14122017Ultime Notizie:

MILAZZO (ME): Grande partecipazione al Dog day in marina Garibaldi

Una partecipazione di pubblico addirittura superiore a quella dello scorso anno, favorita anche dall’ideale location del lungomare Garibaldi che per un giorno si è trasformata in un manto erboso per ospitare gli “amici a quattro zampe”.

La seconda del “Dog day” di Milazzo organizzata dalla dottoressa Felicia Manicastri e da Giuseppe Cusumano con la collaborazione del Comune ha superato ogni aspettativa e per l’intera giornata, ma soprattutto nel pomeriggio, oltre un migliaio di persone ha partecipato alla manifestazione caratterizzata da esibizioni, dimostrazioni di abilità, percorsi educativi e animazione per bambini. Particolarmente seguite la dimostrazione di un salvataggio in mare eseguito dalla Capitaneria di Porto di Milazzo con l’ausilio delle unità cinofile della Scuola Italiana Cani di Salvataggio e quella del gruppo cinofilo della Guardia di Finanza. Presenti alla kermesse anche la scuola Hellen Keller che addestra cani guida per i ciechi, l’Associazione  “Amici degli animali” che si occupa della lotta al randagismo, della cura e affidamento di cuccioli abbandonati ed in cerca di famiglia, l’Associazione Mario Schipani che addestra cani per utilità e difesa e poi l’entusiasmante “Disc Dog” con la medaglia d’oro mondiale Rappazzo.
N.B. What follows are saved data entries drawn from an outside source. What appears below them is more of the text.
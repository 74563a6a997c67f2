//! External metadata gateway: a stateless normalizer over two third-party
//! book search APIs (Open Library and Google Books).
//!
//! No caching, no retries, no merging between providers; the frontend decides
//! whether to fall back to the second provider.

pub mod google_books;
pub mod open_library;

use serde::Serialize;
use thiserror::Error;

/// Search hit limits are clamped to this upper bound regardless of what the
/// caller asks for.
pub const MAX_RESULTS: u32 = 30;

pub(crate) const UNTITLED: &str = "Untitled";
pub(crate) const UNKNOWN_AUTHOR: &str = "Unknown author";

/// Uniform search result shape both providers normalize into.
#[derive(Debug, Clone, PartialEq, Eq, Serialize)]
pub struct SearchHit {
    pub key: String,
    pub title: String,
    pub author: String,
    pub cover_url: String,
}

/// Gateway failure taxonomy.
#[derive(Debug, Error)]
pub enum GatewayError {
    /// The provider answered with a non-success status (maps to HTTP 502).
    #[error("{provider} bad status: {status}")]
    BadStatus { provider: &'static str, status: u16 },

    /// Transport or decode failure (maps to HTTP 500).
    #[error("{provider} request failed: {source}")]
    Transport {
        provider: &'static str,
        #[source]
        source: reqwest::Error,
    },
}

/// Client over both upstream providers.
///
/// Base URLs are injectable so tests can point at a local server; production
/// uses the public endpoints.
#[derive(Debug, Clone)]
pub struct MetadataGateway {
    http: reqwest::Client,
    open_library_base: String,
    google_books_base: String,
}

impl MetadataGateway {
    pub fn new() -> Self {
        Self::with_bases(
            "https://openlibrary.org".to_owned(),
            "https://www.googleapis.com".to_owned(),
        )
    }

    pub fn with_bases(open_library_base: String, google_books_base: String) -> Self {
        Self {
            http: reqwest::Client::new(),
            open_library_base,
            google_books_base,
        }
    }

    pub(crate) fn http(&self) -> &reqwest::Client {
        &self.http
    }

    pub(crate) fn open_library_base(&self) -> &str {
        &self.open_library_base
    }

    pub(crate) fn google_books_base(&self) -> &str {
        &self.google_books_base
    }
}

impl Default for MetadataGateway {
    fn default() -> Self {
        Self::new()
    }
}

/// Clamp a requested result count to [`MAX_RESULTS`], applying the
/// provider's default when absent.
pub(crate) fn clamp_limit(requested: Option<u32>, default: u32) -> u32 {
    requested.unwrap_or(default).min(MAX_RESULTS)
}
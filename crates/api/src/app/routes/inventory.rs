use std::sync::Arc;

use axum::{
    extract::{Extension, Query},
    http::StatusCode,
    response::IntoResponse,
    routing::{get, post},
    Json, Router,
};

use crate::app::{dto, errors};
use crate::app::services::AppServices;

pub fn router() -> Router {
    Router::new()
        .route("/api/inventory", post(create_record))
        .route("/api/inventory/aggregate", get(aggregate))
}

pub async fn create_record(
    Extension(services): Extension<Arc<AppServices>>,
    Json(body): Json<dto::CreateInventoryRequest>,
) -> axum::response::Response {
    let book_id = match errors::require_book_id(body.book_id) {
        Ok(id) => id,
        Err(resp) => return resp,
    };

    let quantity = body.quantity.unwrap_or(0);
    let owner = body.owner_name.clone();
    let id = match services.catalog.create_inventory(body.into_record(book_id)).await {
        Ok(id) => id,
        Err(e) => return errors::store_error_to_response(e),
    };

    let title = services.catalog.book_title_or_id(book_id).await;
    let who = owner.as_deref().unwrap_or("Someone");
    services
        .notify(format!("{who} stocked \"{title}\" ({quantity} copies)"))
        .await;

    (StatusCode::OK, Json(serde_json::json!({ "id": id }))).into_response()
}

pub async fn aggregate(
    Extension(services): Extension<Arc<AppServices>>,
    Query(query): Query<dto::BookIdQuery>,
) -> axum::response::Response {
    let book_id = match errors::require_book_id(query.book_id) {
        Ok(id) => id,
        Err(resp) => return resp,
    };

    match services.catalog.inventory_aggregate(book_id).await {
        Ok(agg) => (StatusCode::OK, Json(agg)).into_response(),
        Err(e) => errors::store_error_to_response(e),
    }
}
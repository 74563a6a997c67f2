//! Inventory records: declared physical stock for a book.

use serde::Serialize;
use sqlx::Row;

use bibloteka_core::ContactInfo;

use crate::db::{CatalogStore, StoreError};

/// Input for an "add stock" action.
///
/// Quantity is stored as given, nulls included; aggregation treats null as
/// zero. No decrement operation exists, so summed stock never goes negative.
#[derive(Debug, Clone, Default)]
pub struct NewInventoryRecord {
    pub book_id: i64,
    pub quantity: Option<i64>,
    pub price: Option<i64>,
    pub condition: Option<String>,
    pub owner: ContactInfo,
}

/// Stock summary for one book: `{qty, min_price, max_price}` with null price
/// bounds when no records exist.
#[derive(Debug, Clone, Serialize, PartialEq, Eq)]
pub struct StockAggregate {
    pub qty: i64,
    pub min_price: Option<i64>,
    pub max_price: Option<i64>,
}

impl CatalogStore {
    /// Insert an inventory record, returning its new id.
    pub async fn create_inventory(
        &self,
        record: NewInventoryRecord,
    ) -> Result<i64, StoreError> {
        let result = sqlx::query(
            "INSERT INTO inventory
                 (book_id, quantity, price, condition, owner_name, owner_phone, owner_email)
             VALUES (?1, ?2, ?3, ?4, ?5, ?6, ?7)",
        )
        .bind(record.book_id)
        .bind(record.quantity.unwrap_or(0))
        .bind(record.price)
        .bind(&record.condition)
        .bind(&record.owner.name)
        .bind(&record.owner.phone)
        .bind(&record.owner.email)
        .execute(&self.pool)
        .await?;

        Ok(result.last_insert_rowid())
    }

    /// Aggregate stock across all inventory records for one book.
    pub async fn inventory_aggregate(
        &self,
        book_id: i64,
    ) -> Result<StockAggregate, StoreError> {
        let row = sqlx::query(
            "SELECT SUM(COALESCE(quantity, 0)) AS qty,
                    MIN(price) AS min_price,
                    MAX(price) AS max_price
             FROM inventory WHERE book_id = ?1",
        )
        .bind(book_id)
        .fetch_one(&self.pool)
        .await?;

        Ok(StockAggregate {
            // SUM over zero rows is NULL.
            qty: row.try_get::<Option<i64>, _>("qty")?.unwrap_or(0),
            min_price: row.try_get("min_price")?,
            max_price: row.try_get("max_price")?,
        })
    }
}
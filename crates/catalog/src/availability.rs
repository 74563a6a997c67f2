//! Availability aggregation: the merged supply/demand view for one book.

use serde::Serialize;

use bibloteka_core::ListingKind;

use crate::db::{CatalogStore, StoreError};

/// One supply or demand row, regardless of whether it originates from
/// declared stock or a posted listing.
#[derive(Debug, Clone, Serialize, sqlx::FromRow)]
pub struct AvailabilityRow {
    /// `inventory` or `listing`.
    pub source: String,
    /// Listing kind; null for inventory rows and for demand rows' condition
    /// counterpart.
    #[sqlx(rename = "type")]
    #[serde(rename = "type")]
    pub kind: Option<String>,
    pub name: Option<String>,
    pub phone: Option<String>,
    pub email: Option<String>,
    pub quantity: i64,
    pub price: Option<i64>,
    pub condition: Option<String>,
    pub created_at: String,
}

/// The two ordered lists served by `GET /api/availability`.
#[derive(Debug, Clone, Serialize)]
pub struct Availability {
    pub supply: Vec<AvailabilityRow>,
    pub demand: Vec<AvailabilityRow>,
}

impl CatalogStore {
    /// Merged supply (inventory plus sell/rent/digital listings) and demand
    /// (buy listings) for one book.
    ///
    /// Supply ordering: priced rows before unpriced, then ascending price,
    /// then descending quantity, then newest first. Demand is newest first
    /// with condition forced null (buy requests have no condition semantics).
    ///
    /// Empty lists are a normal outcome, never an error.
    pub async fn availability(&self, book_id: i64) -> Result<Availability, StoreError> {
        let supply = sqlx::query_as(&format!(
            "SELECT * FROM (
                 SELECT 'inventory' AS source, NULL AS type,
                        owner_name AS name, owner_phone AS phone, owner_email AS email,
                        quantity AS quantity, price AS price, condition AS condition, created_at
                 FROM inventory WHERE book_id = ?1 AND quantity > 0
                 UNION ALL
                 SELECT 'listing' AS source, type AS type,
                        contact_name AS name, contact_phone AS phone, contact_email AS email,
                        COALESCE(quantity, 1) AS quantity, price AS price, condition AS condition, created_at
                 FROM listings
                 WHERE book_id = ?1 AND type IN ({})
                   AND COALESCE(quantity, 1) > 0
             )
             ORDER BY (price IS NULL), price ASC, quantity DESC, created_at DESC",
            supply_kind_list(),
        ))
        .bind(book_id)
        .fetch_all(&self.pool)
        .await?;

        let demand = sqlx::query_as(
            "SELECT 'listing' AS source, type AS type,
                    contact_name AS name, contact_phone AS phone, contact_email AS email,
                    COALESCE(quantity, 1) AS quantity, price AS price, NULL AS condition, created_at
             FROM listings WHERE book_id = ?1 AND type = 'buy'
             ORDER BY created_at DESC, id DESC",
        )
        .bind(book_id)
        .fetch_all(&self.pool)
        .await?;

        Ok(Availability { supply, demand })
    }
}

/// Quoted SQL IN-list of the supply-side listing kinds, derived from the
/// enum so adding a variant cannot desynchronize the query.
fn supply_kind_list() -> String {
    ListingKind::ALL
        .iter()
        .filter(|kind| kind.is_supply())
        .map(|kind| format!("'{}'", kind.as_str()))
        .collect::<Vec<_>>()
        .join(",")
}
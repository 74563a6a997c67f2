use std::sync::Arc;

use axum::{
    extract::{Extension, Query},
    http::StatusCode,
    response::IntoResponse,
    routing::get,
    Json, Router,
};

use crate::app::{dto, errors};
use crate::app::services::AppServices;

pub fn router() -> Router {
    Router::new().route("/api/availability", get(get_availability))
}

/// Merged supply/demand view; empty lists are a success, never an error.
pub async fn get_availability(
    Extension(services): Extension<Arc<AppServices>>,
    Query(query): Query<dto::BookIdQuery>,
) -> axum::response::Response {
    let book_id = match errors::require_book_id(query.book_id) {
        Ok(id) => id,
        Err(resp) => return resp,
    };

    match services.catalog.availability(book_id).await {
        Ok(view) => (StatusCode::OK, Json(view)).into_response(),
        Err(e) => errors::store_error_to_response(e),
    }
}
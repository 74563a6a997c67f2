//! Marketplace listings: sell/rent/digital offers and buy requests.

use serde::Serialize;

use bibloteka_core::{ContactInfo, ListingKind};

use crate::db::{CatalogStore, StoreError};

/// The global feed (no book filter) returns at most this many listings.
const FEED_CAP: i64 = 100;

/// Input for posting a listing.
#[derive(Debug, Clone)]
pub struct NewListing {
    pub kind: ListingKind,
    pub book_id: i64,
    pub price: Option<i64>,
    pub quantity: Option<i64>,
    pub condition: Option<String>,
    pub contact: ContactInfo,
}

/// A listing as served by the API.
#[derive(Debug, Clone, Serialize, sqlx::FromRow)]
pub struct ListingRow {
    pub id: i64,
    #[sqlx(rename = "type")]
    #[serde(rename = "type")]
    pub kind: String,
    pub book_id: i64,
    pub price: Option<i64>,
    pub quantity: Option<i64>,
    pub condition: Option<String>,
    pub contact_name: Option<String>,
    pub contact_phone: Option<String>,
    pub contact_email: Option<String>,
    pub created_at: String,
}

impl CatalogStore {
    /// Insert a listing, returning its new id. Quantity defaults to 1 when
    /// absent.
    pub async fn create_listing(&self, listing: NewListing) -> Result<i64, StoreError> {
        let result = sqlx::query(
            "INSERT INTO listings
                 (type, book_id, price, quantity, condition,
                  contact_name, contact_phone, contact_email)
             VALUES (?1, ?2, ?3, ?4, ?5, ?6, ?7, ?8)",
        )
        .bind(listing.kind.as_str())
        .bind(listing.book_id)
        .bind(listing.price)
        .bind(listing.quantity.unwrap_or(1))
        .bind(&listing.condition)
        .bind(&listing.contact.name)
        .bind(&listing.contact.phone)
        .bind(&listing.contact.email)
        .execute(&self.pool)
        .await?;

        Ok(result.last_insert_rowid())
    }

    /// All listings for one book (newest first), or the global recent feed
    /// when no book is given.
    pub async fn list_listings(
        &self,
        book_id: Option<i64>,
    ) -> Result<Vec<ListingRow>, StoreError> {
        let rows = match book_id {
            Some(id) => {
                sqlx::query_as(
                    "SELECT * FROM listings WHERE book_id = ?1
                     ORDER BY created_at DESC, id DESC",
                )
                .bind(id)
                .fetch_all(&self.pool)
                .await?
            }
            None => {
                sqlx::query_as(
                    "SELECT * FROM listings ORDER BY created_at DESC, id DESC LIMIT ?1",
                )
                .bind(FEED_CAP)
                .fetch_all(&self.pool)
                .await?
            }
        };
        Ok(rows)
    }
}
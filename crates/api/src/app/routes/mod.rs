use axum::Router;

pub mod availability;
pub mod books;
pub mod comments;
pub mod ext;
pub mod frontend;
pub mod inventory;
pub mod listings;
pub mod notifications;
pub mod system;

/// Router for the whole public surface (one module per domain area).
pub fn router() -> Router {
    Router::new()
        .merge(frontend::router())
        .merge(system::router())
        .merge(books::router())
        .merge(inventory::router())
        .merge(listings::router())
        .merge(comments::router())
        .merge(availability::router())
        .merge(ext::router())
        .merge(notifications::router())
}
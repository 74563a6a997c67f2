use std::collections::HashMap;
use std::sync::atomic::{AtomicU64, Ordering};
use std::sync::{Arc, Mutex};

use tokio::sync::mpsc::{self, UnboundedReceiver, UnboundedSender};

use crate::history::NotificationHistory;

/// How many persisted events a new subscriber gets replayed on connect.
pub const REPLAY_LIMIT: u32 = 10;

/// Live subscriber set, owned by the bus and never touched by handlers.
///
/// A plain `Mutex<HashMap>` is enough: the lock is held only for short
/// add/remove/iterate sections and the senders are unbounded, so `send` never
/// blocks under the lock.
struct SubscriberRegistry {
    subscribers: Mutex<HashMap<u64, UnboundedSender<String>>>,
    next_id: AtomicU64,
}

impl SubscriberRegistry {
    fn new() -> Self {
        Self {
            subscribers: Mutex::new(HashMap::new()),
            next_id: AtomicU64::new(0),
        }
    }

    fn add(&self, tx: UnboundedSender<String>) -> u64 {
        let id = self.next_id.fetch_add(1, Ordering::Relaxed);
        if let Ok(mut subs) = self.subscribers.lock() {
            subs.insert(id, tx);
        }
        id
    }

    fn remove(&self, id: u64) {
        if let Ok(mut subs) = self.subscribers.lock() {
            subs.remove(&id);
        }
    }

    /// Send to every live subscriber, dropping the ones whose receiver is
    /// gone. A failed send is isolated to that subscriber.
    fn broadcast(&self, message: &str) {
        if let Ok(mut subs) = self.subscribers.lock() {
            subs.retain(|_, tx| tx.send(message.to_owned()).is_ok());
        }
    }

    fn len(&self) -> usize {
        self.subscribers.lock().map(|s| s.len()).unwrap_or(0)
    }
}

/// Process-wide notification bus: durable history plus live fan-out.
#[derive(Clone)]
pub struct NotificationBus {
    registry: Arc<SubscriberRegistry>,
    history: Arc<dyn NotificationHistory>,
}

impl NotificationBus {
    pub fn new(history: Arc<dyn NotificationHistory>) -> Self {
        Self {
            registry: Arc::new(SubscriberRegistry::new()),
            history,
        }
    }

    /// Append to history (best-effort) and fan the message out to every
    /// currently connected subscriber in publish order.
    pub async fn publish(&self, message: &str) {
        if let Err(err) = self.history.append(message).await {
            tracing::warn!(%err, "failed to persist notification, delivering live anyway");
        }
        self.registry.broadcast(message);
    }

    /// Open a new subscription.
    ///
    /// The most recent [`REPLAY_LIMIT`] persisted messages are queued into the
    /// subscription oldest-first before it joins the live set, so a fresh
    /// ticker has something to show. Events published during this window may
    /// be missed or duplicated; the channel is best-effort by design.
    pub async fn subscribe(&self) -> Subscription {
        let (tx, rx) = mpsc::unbounded_channel();

        match self.history.recent(REPLAY_LIMIT).await {
            Ok(tail) => {
                for message in tail {
                    // Receiver is in scope, this cannot fail yet.
                    let _ = tx.send(message);
                }
            }
            Err(err) => {
                tracing::warn!(%err, "notification replay unavailable, starting live-only");
            }
        }

        let id = self.registry.add(tx);
        Subscription {
            rx,
            guard: SubscriptionGuard {
                id,
                registry: Arc::clone(&self.registry),
            },
        }
    }

    /// Number of currently open subscriptions (diagnostics only).
    pub fn subscriber_count(&self) -> usize {
        self.registry.len()
    }
}

/// A live subscription handle. Dropping it (or the guard split out of it)
/// removes the subscriber from the bus, so an SSE connection closing cleans
/// up after itself.
pub struct Subscription {
    rx: UnboundedReceiver<String>,
    guard: SubscriptionGuard,
}

impl Subscription {
    /// Receive the next message (replayed history first, then live events).
    pub async fn recv(&mut self) -> Option<String> {
        self.rx.recv().await
    }

    /// Split into the raw receiver and the guard that keeps the registry
    /// entry alive as long as the consuming stream does.
    pub fn into_parts(self) -> (UnboundedReceiver<String>, SubscriptionGuard) {
        (self.rx, self.guard)
    }
}

/// Unregisters the subscriber when the owning stream is dropped.
pub struct SubscriptionGuard {
    id: u64,
    registry: Arc<SubscriberRegistry>,
}

impl Drop for SubscriptionGuard {
    fn drop(&mut self) {
        self.registry.remove(self.id);
    }
}
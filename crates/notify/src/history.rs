//! Persistence seam for the notification bus.

use async_trait::async_trait;

/// Durable append-only log of notification messages.
///
/// Implemented by the catalog store; the bus only needs append and a bounded
/// tail for replay-on-connect.
#[async_trait]
pub trait NotificationHistory: Send + Sync {
    /// Append one message to the persisted history.
    async fn append(&self, message: &str) -> anyhow::Result<()>;

    /// The most recent `limit` messages, oldest first.
    async fn recent(&self, limit: u32) -> anyhow::Result<Vec<String>>;
}
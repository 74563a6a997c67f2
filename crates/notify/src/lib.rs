//! Notification bus: best-effort live fan-out of short ticker messages.
//!
//! - At-least-once acceptable (a reconnecting subscriber may see an event in
//!   both replay and live delivery)
//! - Publish order is preserved per subscriber
//! - History persistence is best-effort; a storage failure never blocks
//!   delivery to live subscribers

pub mod bus;
pub mod history;

pub use bus::{NotificationBus, Subscription, REPLAY_LIMIT};
pub use history::NotificationHistory;
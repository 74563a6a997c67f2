use std::sync::Arc;

use axum::{
    extract::{Extension, Query},
    http::StatusCode,
    response::IntoResponse,
    routing::get,
    Json, Router,
};

use crate::app::{dto, errors};
use crate::app::services::AppServices;

pub fn router() -> Router {
    Router::new()
        .route("/api/ext/openlibrary", get(open_library))
        .route("/api/ext/google-books", get(google_books))
}

pub async fn open_library(
    Extension(services): Extension<Arc<AppServices>>,
    Query(query): Query<dto::ExtSearchQuery>,
) -> axum::response::Response {
    let q = query.query.unwrap_or_default();
    match services.gateway.search_open_library(&q, query.limit).await {
        Ok(hits) => (StatusCode::OK, Json(hits)).into_response(),
        Err(e) => errors::gateway_error_to_response(e),
    }
}

pub async fn google_books(
    Extension(services): Extension<Arc<AppServices>>,
    Query(query): Query<dto::ExtSearchQuery>,
) -> axum::response::Response {
    let q = query.query.unwrap_or_default();
    match services.gateway.search_google_books(&q, query.max).await {
        Ok(hits) => (StatusCode::OK, Json(hits)).into_response(),
        Err(e) => errors::gateway_error_to_response(e),
    }
}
Molto apprezzati poi i contributi di Luca Rossi, consulente esterno di Rai 2 e presidente del Centro studi del cane Italia che ha illustrato un progetto pilota che ha permesso di fornire come presidio medico gratuito cani opportunamente addestrati a persone disabili motulesi, migliorando la qualità di vita dei soggetti che ne hanno beneficiato e dell’associazione OLIVER della protezione civile di Roma che ha presentato il gruppo cinofilo di soccorso della sezione di Milazzo. «Il cane è l’amico più fedele dell’uomo – ha detto il sindaco Pino – ed è giusto celebrare una giornata dedicata al mondo della cinofilia. Sono contento dei positivi riscontri a conferma di una crescente sensibilità verso questi animali che svolgono una funzione fondamentale a supporto del genere umano: penso agli interventi nei casi di calamità o anche alla pet-terapy, sempre più utilizzata per facilitare l’approccio medico e terapeutico delle varie figure riabilitative soprattutto nei casi in cui il paziente non dimostra collaborazione spontanea”.